- Uma pesquisa publicada na revista *Nature* mostra que dietas com alimentos minimamente processados (MPFs) promovem maior perda de peso do que aquelas com alimentos ultraprocessados (UPFs).
- O estudo, realizado por pesquisadores da Universidade Global de Londres, acompanhou cinquenta e cinco adultos durante oito semanas, divididos em dois grupos que alternaram entre as duas dietas.
- Os participantes que consumiram MPFs, como aveia e espaguete caseiro, perderam em média 2,06% do peso corporal, enquanto os que ingeriram UPFs, como barritas de cereais e lasanhas prontas, perderam apenas 1,05%.
- Os resultados sugerem a necessidade de revisar as diretrizes alimentares, que não consideram os efeitos negativos dos UPFs.
- O estudo também revelou que 20% dos participantes não completaram o acompanhamento, o que pode afetar a interpretação dos resultados.
Uma pesquisa recente publicada na revista *Nature* revela que dietas baseadas em alimentos minimamente processados (MPFs) resultam em maior perda de peso em comparação com aquelas que incluem alimentos ultraprocessados (UPFs).

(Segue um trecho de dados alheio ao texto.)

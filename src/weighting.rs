//! Structured prompt weighting
//!
//! Syntax:
//! - `(text)1.3` scales `text` by 1.3
//! - `word+` / `(text)++` multiply by 1.1 per `+`, `-` multiplies by 0.9
//! - bare `(text)` only groups; nested groups multiply
//! - `\(`, `\)`, `\+`, `\-` are literal
//!
//! A weight is applied per token by moving its embedding away from (or
//! towards) the empty-prompt embedding: `empty + (z - empty) * w`.
//! Prompts longer than one CLIP window are encoded in 77-token windows and
//! concatenated along the sequence axis.

use candle_core::Tensor;
use std::sync::Arc;
use tracing::debug;

use crate::error::Result;
use crate::models::{TextConditioner, CLIP_MAX_LENGTH};

const UPWEIGHT: f64 = 1.1;
const DOWNWEIGHT: f64 = 0.9;

#[derive(Debug, Clone, PartialEq)]
pub struct PromptFragment {
    pub text: String,
    pub weight: f64,
}

#[derive(Debug, Clone, PartialEq)]
enum Node {
    Text(String),
    Group(Vec<Node>, f64),
}

/// Split a prompt into weighted fragments
///
/// Adjacent fragments with the same weight are merged. Unbalanced
/// parentheses are kept as literal text.
pub fn parse_weighted_prompt(prompt: &str) -> Vec<PromptFragment> {
    let chars: Vec<char> = prompt.chars().collect();
    let mut pos = 0;
    let nodes = parse_sequence(&chars, &mut pos, false);

    let mut fragments: Vec<PromptFragment> = Vec::new();
    flatten(&nodes, 1.0, &mut fragments);
    fragments
}

fn flatten(nodes: &[Node], weight: f64, out: &mut Vec<PromptFragment>) {
    for node in nodes {
        match node {
            Node::Text(text) => {
                let text = text.trim();
                if text.is_empty() {
                    continue;
                }
                match out.last_mut() {
                    Some(last) if last.weight == weight => {
                        last.text.push(' ');
                        last.text.push_str(text);
                    }
                    _ => out.push(PromptFragment {
                        text: text.to_string(),
                        weight,
                    }),
                }
            }
            Node::Group(children, w) => flatten(children, weight * w, out),
        }
    }
}

fn parse_sequence(chars: &[char], pos: &mut usize, in_group: bool) -> Vec<Node> {
    let mut nodes = Vec::new();
    let mut text = String::new();

    while *pos < chars.len() {
        let c = chars[*pos];
        match c {
            '\\' if *pos + 1 < chars.len() => {
                text.push(chars[*pos + 1]);
                *pos += 2;
            }
            '(' if has_closing_paren(chars, *pos + 1) => {
                *pos += 1;
                flush(&mut text, &mut nodes);
                let children = parse_sequence(chars, pos, true);
                // consume ')'
                *pos += 1;
                let weight = parse_weight_suffix(chars, pos).unwrap_or(1.0);
                nodes.push(Node::Group(children, weight));
            }
            ')' if in_group => break,
            '+' | '-' if ends_in_word(&text) => match plus_minus_run(chars, *pos) {
                Some((weight, len)) => {
                    let word = split_last_word(&mut text);
                    flush(&mut text, &mut nodes);
                    nodes.push(Node::Group(vec![Node::Text(word)], weight));
                    *pos += len;
                }
                None => {
                    text.push(c);
                    *pos += 1;
                }
            },
            _ => {
                text.push(c);
                *pos += 1;
            }
        }
    }

    flush(&mut text, &mut nodes);
    nodes
}

fn flush(text: &mut String, nodes: &mut Vec<Node>) {
    if !text.is_empty() {
        nodes.push(Node::Text(std::mem::take(text)));
    }
}

fn has_closing_paren(chars: &[char], mut pos: usize) -> bool {
    let mut depth = 0usize;
    while pos < chars.len() {
        match chars[pos] {
            '\\' => pos += 1,
            '(' => depth += 1,
            ')' if depth == 0 => return true,
            ')' => depth -= 1,
            _ => {}
        }
        pos += 1;
    }
    false
}

fn ends_in_word(text: &str) -> bool {
    text.chars().last().is_some_and(|c| !c.is_whitespace())
}

fn split_last_word(text: &mut String) -> String {
    let start = text
        .rfind(char::is_whitespace)
        .map(|i| i + text[i..].chars().next().map_or(1, char::len_utf8))
        .unwrap_or(0);
    text.split_off(start)
}

/// A `+`/`-` run counts as a weight only when it ends the word
fn plus_minus_run(chars: &[char], start: usize) -> Option<(f64, usize)> {
    let len = chars[start..]
        .iter()
        .take_while(|c| matches!(c, '+' | '-'))
        .count();
    match chars.get(start + len) {
        None => {}
        Some(c) if c.is_whitespace() || matches!(c, ')' | ',' | '.') => {}
        Some(_) => return None,
    }
    Some((run_weight(&chars[start..start + len]), len))
}

fn run_weight(run: &[char]) -> f64 {
    run.iter().fold(1.0, |w, c| match c {
        '+' => w * UPWEIGHT,
        _ => w * DOWNWEIGHT,
    })
}

fn parse_weight_suffix(chars: &[char], pos: &mut usize) -> Option<f64> {
    let start = *pos;
    let numeric = number_len(chars, start);
    if numeric > 0 {
        let literal: String = chars[start..start + numeric].iter().collect();
        let weight = literal.parse::<f64>().ok()?;
        *pos += numeric;
        return Some(weight);
    }
    let (weight, len) = plus_minus_run(chars, start).filter(|(_, len)| *len > 0)?;
    *pos += len;
    Some(weight)
}

/// Length of `digits[.digits]` at `start`; a `.` counts only before a digit
fn number_len(chars: &[char], start: usize) -> usize {
    let digits = |from: usize| {
        chars[from.min(chars.len())..]
            .iter()
            .take_while(|c| c.is_ascii_digit())
            .count()
    };
    let int = digits(start);
    let dot = start + int;
    if chars.get(dot) == Some(&'.') {
        let frac = digits(dot + 1);
        if frac > 0 {
            return int + 1 + frac;
        }
    }
    int
}

/// Turns weighted prompts into conditioning embeddings
pub struct PromptWeighting {
    text: Arc<TextConditioner>,
    truncate_long_prompts: bool,
}

impl PromptWeighting {
    /// Long prompts are windowed, not truncated
    pub fn new(text: Arc<TextConditioner>) -> Self {
        Self {
            text,
            truncate_long_prompts: false,
        }
    }

    pub fn with_truncation(mut self, truncate: bool) -> Self {
        self.truncate_long_prompts = truncate;
        self
    }

    /// Empty-prompt embedding, [1, 77, hidden]
    pub fn empty_window(&self) -> Result<Tensor> {
        self.text.encode_window(&[])
    }

    /// Weighted embedding of `prompt`, [1, 77 * windows, hidden]
    pub fn embed(&self, prompt: &str) -> Result<Tensor> {
        let tokenizer = self.text.tokenizer();
        let mut ids = Vec::new();
        let mut weights = Vec::new();
        for fragment in parse_weighted_prompt(prompt) {
            let fragment_ids = tokenizer.token_ids(&fragment.text)?;
            weights.extend(std::iter::repeat(fragment.weight).take(fragment_ids.len()));
            ids.extend(fragment_ids);
        }

        let per_window = tokenizer.max_content_tokens();
        if self.truncate_long_prompts {
            ids.truncate(per_window);
            weights.truncate(per_window);
        }

        let empty = self.empty_window()?;
        if ids.is_empty() {
            return Ok(empty);
        }

        let windows = ids
            .chunks(per_window)
            .zip(weights.chunks(per_window))
            .map(|(ids, weights)| self.weighted_window(ids, weights, &empty))
            .collect::<Result<Vec<_>>>()?;
        debug!(tokens = ids.len(), windows = windows.len(), "Weighted prompt encoded");
        Ok(Tensor::cat(&windows, 1)?)
    }

    fn weighted_window(&self, ids: &[u32], weights: &[f64], empty: &Tensor) -> Result<Tensor> {
        let z = self.text.encode_window(ids)?;
        if weights.iter().all(|&w| w == 1.0) {
            return Ok(z);
        }

        // start token at 0, content from 1, end and padding unweighted
        let mut per_position = vec![1f32; CLIP_MAX_LENGTH];
        for (slot, &w) in per_position[1..].iter_mut().zip(weights) {
            *slot = w as f32;
        }
        let scale = Tensor::from_vec(per_position, (1, CLIP_MAX_LENGTH, 1), z.device())?
            .to_dtype(z.dtype())?;

        let delta = (&z - empty)?.broadcast_mul(&scale)?;
        Ok((empty + delta)?)
    }

    /// Pad the shorter of two embeddings with empty windows so both have the
    /// same sequence length
    pub fn pad_pair(&self, cond: Tensor, uncond: Tensor) -> Result<(Tensor, Tensor)> {
        let (cond_len, uncond_len) = (cond.dim(1)?, uncond.dim(1)?);
        if cond_len == uncond_len {
            return Ok((cond, uncond));
        }
        let empty = self.empty_window()?.to_dtype(cond.dtype())?;
        let pad = |emb: Tensor, missing: usize| -> Result<Tensor> {
            let mut parts = vec![emb];
            parts.extend(std::iter::repeat(empty.clone()).take(missing / CLIP_MAX_LENGTH));
            Ok(Tensor::cat(&parts, 1)?)
        };
        if cond_len < uncond_len {
            Ok((pad(cond, uncond_len - cond_len)?, uncond))
        } else {
            let uncond = pad(uncond, cond_len - uncond_len)?;
            Ok((cond, uncond))
        }
    }
}

#[cfg(test)]
mod tests {
    use super::*;
    use crate::models::tests::embedding_conditioner;

    fn fragments(prompt: &str) -> Vec<(String, f64)> {
        parse_weighted_prompt(prompt)
            .into_iter()
            .map(|f| (f.text, f.weight))
            .collect()
    }

    fn approx(a: f64, b: f64) -> bool {
        (a - b).abs() < 1e-9
    }

    #[test]
    fn test_explicit_weight() {
        assert_eq!(
            fragments("a (red)1.5 cube"),
            vec![
                ("a".to_string(), 1.0),
                ("red".to_string(), 1.5),
                ("cube".to_string(), 1.0),
            ]
        );
        assert_eq!(
            fragments("a (red)1.5. cube"),
            vec![
                ("a".to_string(), 1.0),
                ("red".to_string(), 1.5),
                (". cube".to_string(), 1.0),
            ]
        );
        assert_eq!(fragments("(red).5, cube")[0], ("red".to_string(), 0.5));
        assert_eq!(fragments("(red)2."), vec![("red".to_string(), 2.0), (".".to_string(), 1.0)]);
    }

    #[test]
    fn test_plus_minus_runs() {
        let f = fragments("a ball++");
        assert_eq!(f[1].0, "ball");
        assert!(approx(f[1].1, 1.21));

        let f = fragments("(dark forest)- at night");
        assert_eq!(f[0].0, "dark forest");
        assert!(approx(f[0].1, 0.9));
        assert_eq!(f[1], ("at night".to_string(), 1.0));
    }

    #[test]
    fn test_nested_groups_multiply() {
        let f = fragments("((a)1.5 b)2");
        assert_eq!(f.len(), 2);
        assert_eq!(f[0].0, "a");
        assert!(approx(f[0].1, 3.0));
        assert_eq!(f[1], ("b".to_string(), 2.0));
    }

    #[test]
    fn test_literals() {
        assert_eq!(fragments("sci-fi city"), vec![("sci-fi city".to_string(), 1.0)]);
        assert_eq!(fragments("a - b"), vec![("a - b".to_string(), 1.0)]);
        assert_eq!(fragments(r"\(red\)1.5"), vec![("(red)1.5".to_string(), 1.0)]);
        assert_eq!(fragments("(unclosed red"), vec![("(unclosed red".to_string(), 1.0)]);
        assert_eq!(fragments("(plain) group"), vec![("plain group".to_string(), 1.0)]);
        assert!(fragments("").is_empty());
    }

    #[test]
    fn test_unit_weight_matches_plain_encoding() -> Result<()> {
        let text = Arc::new(embedding_conditioner());
        let weighting = PromptWeighting::new(text.clone());
        let weighted: Vec<f32> = weighting.embed("a red cube")?.flatten_all()?.to_vec1()?;
        let plain: Vec<f32> = text.encode("a red cube")?.flatten_all()?.to_vec1()?;
        assert_eq!(weighted, plain);
        Ok(())
    }

    #[test]
    fn test_weight_scales_away_from_empty() -> Result<()> {
        let weighting = PromptWeighting::new(Arc::new(embedding_conditioner()));
        let emb = weighting.embed("(red)2")?.squeeze(0)?;
        // empty[1] is the end token (id 2), z[1] is "red" (id 4)
        let red: Vec<f32> = emb.get(1)?.to_vec1()?;
        assert_eq!(red, vec![2.0 + (4.0 - 2.0) * 2.0, 1.0]);
        // position 2 is the end token in both
        let end: Vec<f32> = emb.get(2)?.to_vec1()?;
        assert_eq!(end, vec![2.0, 1.0]);
        Ok(())
    }

    #[test]
    fn test_long_prompts_are_windowed() -> Result<()> {
        let weighting = PromptWeighting::new(Arc::new(embedding_conditioner()));
        let prompt = vec!["red"; 100].join(" ");
        let cond = weighting.embed(&prompt)?;
        assert_eq!(cond.dims(), &[1, 2 * CLIP_MAX_LENGTH, 2]);

        let uncond = weighting.embed("")?;
        assert_eq!(uncond.dims(), &[1, CLIP_MAX_LENGTH, 2]);

        let (cond, uncond) = weighting.pad_pair(cond, uncond)?;
        assert_eq!(cond.dims(), uncond.dims());

        let truncating = PromptWeighting::new(Arc::new(embedding_conditioner())).with_truncation(true);
        assert_eq!(truncating.embed(&prompt)?.dim(1)?, CLIP_MAX_LENGTH);
        Ok(())
    }
}
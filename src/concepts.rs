//! Concept scoring against the safety checker's reference embeddings
//!
//! Every image embedding is compared (cosine similarity) against 17 general
//! concept embeddings and 3 special-care embeddings, each with its own
//! threshold. A positive special-care margin makes the general check
//! stricter by [`SPECIAL_CARE_ADJUSTMENT`].

use candle_core::{DType, Tensor, D};
use candle_nn::VarBuilder;

use crate::error::Result;

pub const CONCEPT_COUNT: usize = 17;
pub const SPECIAL_CARE_COUNT: usize = 3;
pub const SPECIAL_CARE_ADJUSTMENT: f64 = 0.01;

/// How margins become flags
#[derive(Debug, Clone, Copy, PartialEq, Eq, Default)]
pub enum ScoringMode {
    /// Scores rounded to 3 decimals, the adjustment applies to every concept
    /// scored after the first positive special-care margin
    #[default]
    PerImage,
    /// Raw margins on the whole batch; the adjustment applies to all general
    /// concepts when any special-care margin is positive
    Batched,
}

impl std::str::FromStr for ScoringMode {
    type Err = String;

    fn from_str(s: &str) -> std::result::Result<Self, Self::Err> {
        match s {
            "per-image" | "per_image" => Ok(Self::PerImage),
            "batched" => Ok(Self::Batched),
            other => Err(format!("unknown scoring mode `{other}` (expected per-image or batched)")),
        }
    }
}

/// Round to 3 decimals on the exact binary value of `x`
///
/// `0.0125` is stored slightly above the tie and rounds up to `0.013`.
/// Decimal formatting is exact, scaling by 1000 first is not.
pub fn round3(x: f64) -> f64 {
    format!("{x:.3}").parse().unwrap_or(x)
}

/// Pairwise cosine similarity of the rows of `a` [N, D] and `b` [M, D]
pub fn cosine_similarity(a: &Tensor, b: &Tensor) -> candle_core::Result<Tensor> {
    let normalize = |x: &Tensor| -> candle_core::Result<Tensor> {
        let norm = x.sqr()?.sum_keepdim(D::Minus1)?.sqrt()?.clamp(1e-12f32, f32::MAX)?;
        x.broadcast_div(&norm)
    };
    let a = normalize(&a.to_dtype(DType::F32)?)?;
    let b = normalize(&b.to_dtype(DType::F32)?)?;
    a.matmul(&b.t()?)
}

/// Scores of a single image
#[derive(Debug, Clone, PartialEq, Default)]
pub struct ConceptScore {
    pub special_scores: Vec<f64>,
    /// `(index, score)` of every positive special-care margin
    pub special_care: Vec<(usize, f64)>,
    pub concept_scores: Vec<f64>,
    /// Indices of general concepts with a positive margin
    pub bad_concepts: Vec<usize>,
}

impl ConceptScore {
    /// Score one image from its similarities, in concept order
    pub fn evaluate(
        special_cos: &[f32],
        special_thresholds: &[f32],
        concept_cos: &[f32],
        concept_thresholds: &[f32],
    ) -> Self {
        let mut score = Self::default();
        let mut adjustment = 0.0;

        for (idx, (&cos, &threshold)) in special_cos.iter().zip(special_thresholds).enumerate() {
            let s = round3(cos as f64 - threshold as f64 + adjustment);
            score.special_scores.push(s);
            if s > 0.0 {
                score.special_care.push((idx, s));
                adjustment = SPECIAL_CARE_ADJUSTMENT;
            }
        }

        for (idx, (&cos, &threshold)) in concept_cos.iter().zip(concept_thresholds).enumerate() {
            let c = round3(cos as f64 - threshold as f64 + adjustment);
            score.concept_scores.push(c);
            if c > 0.0 {
                score.bad_concepts.push(idx);
            }
        }
        score
    }

    pub fn is_flagged(&self) -> bool {
        !self.bad_concepts.is_empty()
    }
}

/// Reference embeddings and thresholds, read-only after load
#[derive(Debug, Clone)]
pub struct ConceptReference {
    concept_embeds: Tensor,
    concept_thresholds: Tensor,
    special_embeds: Tensor,
    special_thresholds: Tensor,
}

impl ConceptReference {
    /// Load from the checker root (`concept_embeds`, `special_care_embeds`, ...)
    pub fn load(vb: &VarBuilder, projection_dim: usize) -> Result<Self> {
        Self::new(
            vb.get((CONCEPT_COUNT, projection_dim), "concept_embeds")?,
            vb.get(CONCEPT_COUNT, "concept_embeds_weights")?,
            vb.get((SPECIAL_CARE_COUNT, projection_dim), "special_care_embeds")?,
            vb.get(SPECIAL_CARE_COUNT, "special_care_embeds_weights")?,
        )
    }

    pub fn new(
        concept_embeds: Tensor,
        concept_thresholds: Tensor,
        special_embeds: Tensor,
        special_thresholds: Tensor,
    ) -> Result<Self> {
        Ok(Self {
            concept_embeds: concept_embeds.to_dtype(DType::F32)?,
            concept_thresholds: concept_thresholds.to_dtype(DType::F32)?,
            special_embeds: special_embeds.to_dtype(DType::F32)?,
            special_thresholds: special_thresholds.to_dtype(DType::F32)?,
        })
    }

    pub fn concept_count(&self) -> Result<usize> {
        Ok(self.concept_embeds.dim(0)?)
    }

    /// Full per-image scores for image embeddings [N, D]
    pub fn score_per_image(&self, image_embeds: &Tensor) -> Result<Vec<ConceptScore>> {
        let special_cos: Vec<Vec<f32>> =
            cosine_similarity(image_embeds, &self.special_embeds)?.to_vec2()?;
        let concept_cos: Vec<Vec<f32>> =
            cosine_similarity(image_embeds, &self.concept_embeds)?.to_vec2()?;
        let special_thresholds: Vec<f32> = self.special_thresholds.to_vec1()?;
        let concept_thresholds: Vec<f32> = self.concept_thresholds.to_vec1()?;

        Ok(special_cos
            .iter()
            .zip(&concept_cos)
            .map(|(special, concept)| {
                ConceptScore::evaluate(special, &special_thresholds, concept, &concept_thresholds)
            })
            .collect())
    }

    /// Flags from unrounded margins computed on the whole batch
    pub fn flag_batched(&self, image_embeds: &Tensor) -> Result<Vec<bool>> {
        let special_scores = cosine_similarity(image_embeds, &self.special_embeds)?
            .broadcast_sub(&self.special_thresholds)?;
        let special_care = special_scores.gt(0f32)?.max(D::Minus1)?.to_dtype(DType::F32)?;
        let adjustment = (special_care * SPECIAL_CARE_ADJUSTMENT)?.unsqueeze(1)?;

        let concept_scores = cosine_similarity(image_embeds, &self.concept_embeds)?
            .broadcast_sub(&self.concept_thresholds)?
            .broadcast_add(&adjustment)?;
        let flagged: Vec<u8> = concept_scores.gt(0f32)?.max(D::Minus1)?.to_vec1()?;
        Ok(flagged.into_iter().map(|f| f != 0).collect())
    }

    pub fn flags(&self, image_embeds: &Tensor, mode: ScoringMode) -> Result<Vec<bool>> {
        match mode {
            ScoringMode::PerImage => Ok(self
                .score_per_image(image_embeds)?
                .iter()
                .map(ConceptScore::is_flagged)
                .collect()),
            ScoringMode::Batched => self.flag_batched(image_embeds),
        }
    }
}

#[cfg(test)]
mod tests {
    use super::*;
    use candle_core::Device;

    fn t1(values: &[f32]) -> Tensor {
        Tensor::new(values, &Device::Cpu).unwrap()
    }

    fn rows(values: &[[f32; 2]]) -> Tensor {
        Tensor::from_vec(values.concat(), (values.len(), 2), &Device::Cpu).unwrap()
    }

    /// one general concept along x, specials along x with configurable thresholds
    fn reference(concept_threshold: f32, special_thresholds: &[f32]) -> ConceptReference {
        let specials = vec![[1.0, 0.0]; special_thresholds.len()];
        ConceptReference::new(
            rows(&[[1.0, 0.0]]),
            t1(&[concept_threshold]),
            rows(&specials),
            t1(special_thresholds),
        )
        .unwrap()
    }

    #[test]
    fn test_round3_uses_exact_binary_value() {
        assert_eq!(round3(0.0125), 0.013);
        assert_eq!(round3(0.0005), 0.001);
        assert_eq!(round3(-0.0004), 0.0);
        assert_eq!(round3(0.1004), 0.1);
        assert_eq!(round3(2.675), 2.675);
        assert_eq!(round3(-0.0125), -0.013);
    }

    #[test]
    fn test_half_thousandth_margin_is_flagged() {
        let score = ConceptScore::evaluate(&[0.0], &[1.5], &[0.0005], &[0.0]);
        assert_eq!(score.concept_scores, vec![0.001]);
        assert!(score.is_flagged());
    }

    #[test]
    fn test_cosine_similarity() -> Result<()> {
        let a = rows(&[[3.0, 0.0], [0.0, 0.0]]);
        let b = rows(&[[1.0, 0.0], [1.0, 1.0]]);
        let sim: Vec<Vec<f32>> = cosine_similarity(&a, &b)?.to_vec2()?;
        assert!((sim[0][0] - 1.0).abs() < 1e-6);
        assert!((sim[0][1] - std::f32::consts::FRAC_1_SQRT_2).abs() < 1e-6);
        // zero vectors are similar to nothing
        assert_eq!(sim[1], vec![0.0, 0.0]);
        Ok(())
    }

    #[test]
    fn test_special_care_tightens_general_check() -> Result<()> {
        let embeds = rows(&[[1.0, 0.0]]);

        // margin -0.005 alone is safe
        let calm = reference(1.005, &[1.5]);
        let score = &calm.score_per_image(&embeds)?[0];
        assert_eq!(score.concept_scores, vec![-0.005]);
        assert!(!score.is_flagged());

        // a positive special-care margin adds 0.01 and flips it
        let careful = reference(1.005, &[0.9]);
        let score = &careful.score_per_image(&embeds)?[0];
        assert_eq!(score.special_care, vec![(0, 0.1)]);
        assert_eq!(score.concept_scores, vec![0.005]);
        assert_eq!(score.bad_concepts, vec![0]);
        assert_eq!(careful.flags(&embeds, ScoringMode::Batched)?, vec![true]);
        Ok(())
    }

    #[test]
    fn test_adjustment_applies_to_later_specials_only() -> Result<()> {
        let reference = reference(2.0, &[1.005, 0.9, 1.005]);
        let score = &reference.score_per_image(&rows(&[[1.0, 0.0]]))?[0];
        assert_eq!(score.special_scores, vec![-0.005, 0.1, 0.005]);
        assert_eq!(score.special_care, vec![(1, 0.1), (2, 0.005)]);
        assert!(!score.is_flagged());
        Ok(())
    }

    #[test]
    fn test_rounding_divergence_between_modes() -> Result<()> {
        // margin of 0.0004 rounds to zero per image but stays positive batched
        let reference = reference(0.9996, &[1.5]);
        let embeds = rows(&[[1.0, 0.0]]);
        assert_eq!(reference.flags(&embeds, ScoringMode::PerImage)?, vec![false]);
        assert_eq!(reference.flags(&embeds, ScoringMode::Batched)?, vec![true]);
        Ok(())
    }

    #[test]
    fn test_batch_order_and_length() -> Result<()> {
        let reference = reference(0.5, &[1.5]);
        let embeds = rows(&[[0.0, 1.0], [1.0, 0.0], [1.0, 1.0]]);
        for mode in [ScoringMode::PerImage, ScoringMode::Batched] {
            assert_eq!(reference.flags(&embeds, mode)?, vec![false, true, true]);
        }
        Ok(())
    }

    #[test]
    fn test_parse_scoring_mode() {
        assert_eq!("batched".parse::<ScoringMode>().unwrap(), ScoringMode::Batched);
        assert_eq!("per-image".parse::<ScoringMode>().unwrap(), ScoringMode::PerImage);
        assert!("strict".parse::<ScoringMode>().is_err());
    }
}
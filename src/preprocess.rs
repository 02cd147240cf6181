//! CLIP image preprocessing for the safety checker

use candle_core::{Device, Tensor};
use image::imageops::{self, FilterType};
use image::RgbImage;
use serde::Deserialize;
use std::path::Path;

use crate::error::{self, Result};

pub const CLIP_IMAGE_MEAN: [f32; 3] = [0.481_454_66, 0.457_827_5, 0.408_210_73];
pub const CLIP_IMAGE_STD: [f32; 3] = [0.268_629_54, 0.261_302_6, 0.275_777_1];

/// `size` / `crop_size` as written by both old and new processor configs
#[derive(Debug, Clone, Copy, PartialEq, Eq, Deserialize)]
#[serde(untagged)]
pub enum SizeSpec {
    Square(u32),
    ShortestEdge { shortest_edge: u32 },
    Exact { height: u32, width: u32 },
}

/// `preprocessor_config.json` of a CLIP image processor
#[derive(Debug, Clone, PartialEq, Deserialize)]
#[serde(default)]
pub struct ClipImageProcessorConfig {
    pub do_resize: bool,
    pub size: SizeSpec,
    /// PIL resampling filter id
    pub resample: u8,
    pub do_center_crop: bool,
    pub crop_size: SizeSpec,
    pub do_rescale: bool,
    pub rescale_factor: f32,
    pub do_normalize: bool,
    pub image_mean: [f32; 3],
    pub image_std: [f32; 3],
}

impl Default for ClipImageProcessorConfig {
    fn default() -> Self {
        Self {
            do_resize: true,
            size: SizeSpec::ShortestEdge { shortest_edge: 224 },
            resample: 3,
            do_center_crop: true,
            crop_size: SizeSpec::Exact {
                height: 224,
                width: 224,
            },
            do_rescale: true,
            rescale_factor: 1.0 / 255.0,
            do_normalize: true,
            image_mean: CLIP_IMAGE_MEAN,
            image_std: CLIP_IMAGE_STD,
        }
    }
}

impl ClipImageProcessorConfig {
    pub fn from_file(path: &Path) -> Result<Self> {
        error::read_json(path)
    }

    fn filter(&self) -> FilterType {
        match self.resample {
            0 => FilterType::Nearest,
            1 => FilterType::Lanczos3,
            2 => FilterType::Triangle,
            _ => FilterType::CatmullRom,
        }
    }

    /// Output (height, width) after resize and crop
    pub fn output_size(&self, width: u32, height: u32) -> (u32, u32) {
        let (w, h) = if self.do_resize {
            resized_dims(self.size, width, height)
        } else {
            (width, height)
        };
        if self.do_center_crop {
            let (crop_w, crop_h) = crop_dims(self.crop_size);
            (crop_h, crop_w)
        } else {
            (h, w)
        }
    }

    fn prepare(&self, image: &RgbImage) -> RgbImage {
        let mut image = if self.do_resize {
            let (w, h) = resized_dims(self.size, image.width(), image.height());
            if (w, h) == image.dimensions() {
                image.clone()
            } else {
                imageops::resize(image, w, h, self.filter())
            }
        } else {
            image.clone()
        };

        if self.do_center_crop {
            let (crop_w, crop_h) = crop_dims(self.crop_size);
            if image.width() < crop_w || image.height() < crop_h {
                // pad on the bottom/right, as the crop window would overhang
                let mut padded = RgbImage::new(image.width().max(crop_w), image.height().max(crop_h));
                imageops::replace(&mut padded, &image, 0, 0);
                image = padded;
            }
            let left = (image.width() - crop_w) / 2;
            let top = (image.height() - crop_h) / 2;
            image = imageops::crop_imm(&image, left, top, crop_w, crop_h).to_image();
        }
        image
    }

    /// Preprocess a batch into a normalized `[N, 3, H, W]` f32 tensor
    ///
    /// All images must share one output size (always true with center crop).
    pub fn preprocess(&self, images: &[RgbImage], device: &Device) -> Result<Tensor> {
        let scale = if self.do_rescale { self.rescale_factor } else { 1.0 };
        let mut batch = Vec::with_capacity(images.len());
        for image in images {
            let image = self.prepare(image);
            let (width, height) = image.dimensions();
            let plane = (width * height) as usize;

            let mut chw = vec![0f32; 3 * plane];
            for (i, pixel) in image.pixels().enumerate() {
                for c in 0..3 {
                    let mut v = pixel.0[c] as f32 * scale;
                    if self.do_normalize {
                        v = (v - self.image_mean[c]) / self.image_std[c];
                    }
                    chw[c * plane + i] = v;
                }
            }
            batch.push(Tensor::from_vec(chw, (3, height as usize, width as usize), device)?);
        }
        Ok(Tensor::stack(&batch, 0)?)
    }
}

fn resized_dims(size: SizeSpec, width: u32, height: u32) -> (u32, u32) {
    match size {
        SizeSpec::Exact { height, width } => (width, height),
        SizeSpec::Square(target) | SizeSpec::ShortestEdge { shortest_edge: target } => {
            let (short, long) = if width <= height {
                (width, height)
            } else {
                (height, width)
            };
            let scaled_long = (target as u64 * long as u64 / short.max(1) as u64) as u32;
            if width <= height {
                (target, scaled_long)
            } else {
                (scaled_long, target)
            }
        }
    }
}

fn crop_dims(size: SizeSpec) -> (u32, u32) {
    match size {
        SizeSpec::Square(s) | SizeSpec::ShortestEdge { shortest_edge: s } => (s, s),
        SizeSpec::Exact { height, width } => (width, height),
    }
}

O estudo, conduzido por pesquisadores da Universidade Global de Londres, analisou 55 adultos ao longo de oito semanas, divididos em dois grupos que alternaram entre dietas de MPFs e UPFs.
Os participantes que seguiram uma dieta de MPFs, que incluía opções como avena e espaguete caseiro, apresentaram uma perda média de 2,06% do peso corporal. Em contraste, aqueles que consumiram UPFs, como barritas de cereais e lasanhas prontas, perderam apenas 1,05%. Samuel Dicken, principal autor do estudo, destacou que, apesar de ambas as dietas serem nutricionalmente equilibradas, a forma de processamento dos alimentos influenciou a saciedade e a quantidade consumida.
Impacto das Diretrizes Alimentares
Os resultados sugerem a necessidade de revisar as diretrizes alimentares, que frequentemente não consideram os efeitos negativos dos UPFs. A pesquisa também indicou que, se os resultados forem mantidos ao longo de um ano, a perda de peso poderia ser de 13% para homens e 9% para mulheres em dietas de MPFs, enquanto as dietas de UPFs resultariam em apenas 4% e 5%, respectivamente.
Além disso, o estudo revelou que 20% dos participantes não completaram o acompanhamento, levantando questões sobre a adesão às dietas. Jordi Salas-Savadó, especialista em nutrição, ressaltou que essa taxa de desistência é significativa e pode impactar a interpretação dos resultados.
Considerações Finais
Os pesquisadores enfatizam que, embora as diretrizes alimentares atuais promovam um equilíbrio nutricional, é crucial considerar a qualidade dos alimentos consumidos. A alta disponibilidade de UPFs, especialmente em áreas de baixa renda, contribui para desigualdades na saúde. A pesquisa reforça a importância de futuras investigações sobre o impacto dos alimentos ultraprocessados na saúde pública e sugere que políticas governamentais podem ser necessárias para abordar essa questão.